Stored data entries
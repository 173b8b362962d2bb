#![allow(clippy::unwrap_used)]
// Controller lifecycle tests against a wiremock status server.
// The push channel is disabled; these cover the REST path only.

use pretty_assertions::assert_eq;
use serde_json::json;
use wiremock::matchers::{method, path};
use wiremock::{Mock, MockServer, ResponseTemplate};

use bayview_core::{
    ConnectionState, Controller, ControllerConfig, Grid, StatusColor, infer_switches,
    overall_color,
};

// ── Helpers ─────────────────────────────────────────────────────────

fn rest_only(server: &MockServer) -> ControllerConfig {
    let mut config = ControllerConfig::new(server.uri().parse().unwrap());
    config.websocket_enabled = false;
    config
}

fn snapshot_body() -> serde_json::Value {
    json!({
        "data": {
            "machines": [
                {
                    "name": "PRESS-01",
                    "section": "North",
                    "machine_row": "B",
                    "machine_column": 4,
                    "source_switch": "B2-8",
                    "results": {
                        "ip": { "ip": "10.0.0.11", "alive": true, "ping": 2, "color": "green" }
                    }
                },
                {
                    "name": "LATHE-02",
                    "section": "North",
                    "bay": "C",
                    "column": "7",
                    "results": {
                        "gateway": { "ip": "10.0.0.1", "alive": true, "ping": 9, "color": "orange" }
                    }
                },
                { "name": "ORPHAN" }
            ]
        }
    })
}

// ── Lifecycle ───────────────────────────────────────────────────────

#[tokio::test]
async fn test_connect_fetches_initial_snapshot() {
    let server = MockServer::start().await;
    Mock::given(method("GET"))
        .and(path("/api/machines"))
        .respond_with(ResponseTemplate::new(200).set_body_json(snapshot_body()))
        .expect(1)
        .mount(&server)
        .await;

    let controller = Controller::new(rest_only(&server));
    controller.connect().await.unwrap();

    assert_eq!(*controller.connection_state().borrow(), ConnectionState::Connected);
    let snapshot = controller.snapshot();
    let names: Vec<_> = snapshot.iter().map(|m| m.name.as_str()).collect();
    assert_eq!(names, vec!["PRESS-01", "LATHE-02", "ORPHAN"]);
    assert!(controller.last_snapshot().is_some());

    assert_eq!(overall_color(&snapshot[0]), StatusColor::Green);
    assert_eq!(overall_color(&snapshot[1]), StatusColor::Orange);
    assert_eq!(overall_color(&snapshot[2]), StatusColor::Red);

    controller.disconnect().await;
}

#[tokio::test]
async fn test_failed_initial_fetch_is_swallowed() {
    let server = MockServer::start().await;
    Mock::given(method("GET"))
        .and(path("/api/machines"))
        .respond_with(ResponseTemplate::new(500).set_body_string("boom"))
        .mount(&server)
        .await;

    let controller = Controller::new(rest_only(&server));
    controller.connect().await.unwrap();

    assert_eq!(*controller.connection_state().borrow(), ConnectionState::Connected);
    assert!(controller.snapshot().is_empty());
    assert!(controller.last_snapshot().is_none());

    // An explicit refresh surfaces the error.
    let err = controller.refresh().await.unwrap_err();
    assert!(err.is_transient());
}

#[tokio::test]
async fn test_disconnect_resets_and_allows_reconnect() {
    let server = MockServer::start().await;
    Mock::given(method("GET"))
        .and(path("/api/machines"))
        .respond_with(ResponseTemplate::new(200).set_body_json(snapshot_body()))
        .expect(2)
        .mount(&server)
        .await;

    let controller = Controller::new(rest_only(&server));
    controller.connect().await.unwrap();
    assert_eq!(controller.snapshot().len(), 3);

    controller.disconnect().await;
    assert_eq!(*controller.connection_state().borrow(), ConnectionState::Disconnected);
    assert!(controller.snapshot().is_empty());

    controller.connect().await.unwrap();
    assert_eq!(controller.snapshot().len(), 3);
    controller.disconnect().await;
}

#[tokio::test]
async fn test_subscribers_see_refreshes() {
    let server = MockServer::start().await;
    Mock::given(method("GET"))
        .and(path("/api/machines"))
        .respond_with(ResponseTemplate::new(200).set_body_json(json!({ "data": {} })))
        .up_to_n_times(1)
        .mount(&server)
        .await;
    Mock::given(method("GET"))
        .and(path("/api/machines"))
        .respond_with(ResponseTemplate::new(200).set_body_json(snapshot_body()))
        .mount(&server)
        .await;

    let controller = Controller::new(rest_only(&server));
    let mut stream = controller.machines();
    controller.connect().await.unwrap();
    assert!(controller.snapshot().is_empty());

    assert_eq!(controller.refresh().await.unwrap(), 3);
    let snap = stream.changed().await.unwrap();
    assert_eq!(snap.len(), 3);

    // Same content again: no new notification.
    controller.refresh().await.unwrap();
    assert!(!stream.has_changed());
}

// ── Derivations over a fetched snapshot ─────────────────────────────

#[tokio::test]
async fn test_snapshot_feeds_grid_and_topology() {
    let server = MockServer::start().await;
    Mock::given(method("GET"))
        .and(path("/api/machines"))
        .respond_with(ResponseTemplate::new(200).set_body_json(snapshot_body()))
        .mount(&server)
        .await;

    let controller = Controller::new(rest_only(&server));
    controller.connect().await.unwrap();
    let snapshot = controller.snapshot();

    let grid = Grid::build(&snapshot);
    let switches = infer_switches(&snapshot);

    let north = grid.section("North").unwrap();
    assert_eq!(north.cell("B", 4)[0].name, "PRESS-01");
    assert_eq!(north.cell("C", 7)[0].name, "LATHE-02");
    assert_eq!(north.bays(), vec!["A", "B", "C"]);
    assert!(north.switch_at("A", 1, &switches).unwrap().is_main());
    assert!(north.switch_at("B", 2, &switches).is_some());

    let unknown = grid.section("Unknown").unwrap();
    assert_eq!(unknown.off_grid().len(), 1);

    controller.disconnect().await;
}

* * *

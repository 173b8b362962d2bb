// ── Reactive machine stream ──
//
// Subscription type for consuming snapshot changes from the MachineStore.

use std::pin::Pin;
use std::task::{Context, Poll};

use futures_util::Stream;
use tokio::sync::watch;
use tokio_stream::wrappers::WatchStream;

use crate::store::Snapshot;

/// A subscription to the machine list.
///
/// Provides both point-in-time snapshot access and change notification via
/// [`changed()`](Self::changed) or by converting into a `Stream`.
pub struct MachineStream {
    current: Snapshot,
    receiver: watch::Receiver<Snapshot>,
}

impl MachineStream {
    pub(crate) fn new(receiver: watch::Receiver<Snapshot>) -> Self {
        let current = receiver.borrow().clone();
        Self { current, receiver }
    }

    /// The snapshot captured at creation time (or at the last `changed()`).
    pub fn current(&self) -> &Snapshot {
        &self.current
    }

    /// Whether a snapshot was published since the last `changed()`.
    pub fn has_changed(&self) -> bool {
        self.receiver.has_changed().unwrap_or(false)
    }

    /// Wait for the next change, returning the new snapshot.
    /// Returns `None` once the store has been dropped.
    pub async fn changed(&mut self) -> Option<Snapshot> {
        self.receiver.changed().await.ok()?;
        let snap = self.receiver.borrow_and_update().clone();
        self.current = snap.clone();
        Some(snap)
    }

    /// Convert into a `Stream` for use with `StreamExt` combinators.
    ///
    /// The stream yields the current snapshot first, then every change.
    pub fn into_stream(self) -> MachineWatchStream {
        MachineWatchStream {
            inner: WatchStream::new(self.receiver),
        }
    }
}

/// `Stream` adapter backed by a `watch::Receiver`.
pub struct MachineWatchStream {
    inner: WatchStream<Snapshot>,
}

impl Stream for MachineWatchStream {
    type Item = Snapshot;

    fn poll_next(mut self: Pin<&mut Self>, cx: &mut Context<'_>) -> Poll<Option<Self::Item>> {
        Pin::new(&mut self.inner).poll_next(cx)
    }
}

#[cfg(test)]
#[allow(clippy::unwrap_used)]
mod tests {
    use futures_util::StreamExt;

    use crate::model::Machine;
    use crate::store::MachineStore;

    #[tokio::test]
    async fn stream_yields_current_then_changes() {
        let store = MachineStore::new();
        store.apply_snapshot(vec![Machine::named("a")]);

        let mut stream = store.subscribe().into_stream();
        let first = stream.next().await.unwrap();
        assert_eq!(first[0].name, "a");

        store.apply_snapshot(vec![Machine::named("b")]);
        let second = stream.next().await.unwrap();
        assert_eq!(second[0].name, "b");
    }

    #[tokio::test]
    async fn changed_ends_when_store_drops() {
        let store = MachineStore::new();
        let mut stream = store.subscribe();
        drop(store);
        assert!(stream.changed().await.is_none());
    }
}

Work instructions :: From the entries above, collect every line with the string "unknown" in it.

Output of the task ::
    let unknown = grid.section("Unknown").unwrap();
    assert_eq!(unknown.off_grid().len(), 1);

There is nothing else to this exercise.